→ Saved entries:
_____

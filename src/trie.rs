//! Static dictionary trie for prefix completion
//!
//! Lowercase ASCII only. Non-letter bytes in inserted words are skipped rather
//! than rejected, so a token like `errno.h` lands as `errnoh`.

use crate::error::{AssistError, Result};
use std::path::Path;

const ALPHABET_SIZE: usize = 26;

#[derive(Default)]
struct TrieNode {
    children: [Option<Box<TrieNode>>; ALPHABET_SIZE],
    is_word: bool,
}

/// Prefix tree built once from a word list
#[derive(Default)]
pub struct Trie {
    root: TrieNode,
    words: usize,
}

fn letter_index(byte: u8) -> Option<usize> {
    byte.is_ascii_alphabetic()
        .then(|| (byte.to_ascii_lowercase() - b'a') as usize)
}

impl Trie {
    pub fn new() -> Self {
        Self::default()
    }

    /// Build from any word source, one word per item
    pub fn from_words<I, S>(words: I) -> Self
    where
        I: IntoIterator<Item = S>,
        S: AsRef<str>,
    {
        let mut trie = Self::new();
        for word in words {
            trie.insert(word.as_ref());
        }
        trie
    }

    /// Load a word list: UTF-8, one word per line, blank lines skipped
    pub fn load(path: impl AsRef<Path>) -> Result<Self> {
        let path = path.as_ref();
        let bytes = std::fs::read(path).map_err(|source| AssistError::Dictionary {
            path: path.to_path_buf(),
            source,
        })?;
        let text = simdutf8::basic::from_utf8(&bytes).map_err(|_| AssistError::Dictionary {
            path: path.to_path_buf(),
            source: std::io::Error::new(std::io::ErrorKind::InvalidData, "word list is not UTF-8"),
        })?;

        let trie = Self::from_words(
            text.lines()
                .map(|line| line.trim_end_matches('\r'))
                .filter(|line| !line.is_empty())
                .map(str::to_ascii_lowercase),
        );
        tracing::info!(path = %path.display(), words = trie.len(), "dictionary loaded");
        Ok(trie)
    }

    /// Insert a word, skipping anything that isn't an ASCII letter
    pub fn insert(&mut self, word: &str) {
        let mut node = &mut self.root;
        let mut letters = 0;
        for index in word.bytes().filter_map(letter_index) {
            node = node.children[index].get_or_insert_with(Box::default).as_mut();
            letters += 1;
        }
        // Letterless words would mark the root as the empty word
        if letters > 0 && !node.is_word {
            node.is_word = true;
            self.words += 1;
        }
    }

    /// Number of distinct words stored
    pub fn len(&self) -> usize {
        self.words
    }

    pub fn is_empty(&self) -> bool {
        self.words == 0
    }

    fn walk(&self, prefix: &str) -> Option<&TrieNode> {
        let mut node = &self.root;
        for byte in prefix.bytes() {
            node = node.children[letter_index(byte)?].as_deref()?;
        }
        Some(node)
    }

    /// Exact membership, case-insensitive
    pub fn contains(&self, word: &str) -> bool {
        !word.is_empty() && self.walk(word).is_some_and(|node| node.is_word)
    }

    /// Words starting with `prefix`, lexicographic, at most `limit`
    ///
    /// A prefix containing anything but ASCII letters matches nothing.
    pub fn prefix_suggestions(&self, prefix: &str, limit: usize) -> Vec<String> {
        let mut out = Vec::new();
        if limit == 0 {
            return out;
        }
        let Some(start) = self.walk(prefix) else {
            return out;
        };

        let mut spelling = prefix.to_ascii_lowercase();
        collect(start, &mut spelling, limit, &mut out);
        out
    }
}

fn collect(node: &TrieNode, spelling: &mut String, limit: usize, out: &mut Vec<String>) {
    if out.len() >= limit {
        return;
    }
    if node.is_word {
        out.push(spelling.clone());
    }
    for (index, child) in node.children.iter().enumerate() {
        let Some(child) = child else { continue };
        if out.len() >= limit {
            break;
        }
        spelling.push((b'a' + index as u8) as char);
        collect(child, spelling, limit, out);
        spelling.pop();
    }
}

_____

→ Task details:
Quote the records above from their first line through the line containing "pub fn new()", both ends included.

→ Task result:
filename src/trie.rs
//! Static dictionary trie for prefix completion
//!
//! Lowercase ASCII only. Non-letter bytes in inserted words are skipped rather
//! than rejected, so a token like `errno.h` lands as `errnoh`.

use crate::error::{AssistError, Result};
use std::path::Path;

const ALPHABET_SIZE: usize = 26;

#[derive(Default)]
struct TrieNode {
    children: [Option<Box<TrieNode>>; ALPHABET_SIZE],
    is_word: bool,
}

/// Prefix tree built once from a word list
#[derive(Default)]
pub struct Trie {
    root: TrieNode,
    words: usize,
}

fn letter_index(byte: u8) -> Option<usize> {
    byte.is_ascii_alphabetic()
        .then(|| (byte.to_ascii_lowercase() - b'a') as usize)
}

impl Trie {
    pub fn new() -> Self {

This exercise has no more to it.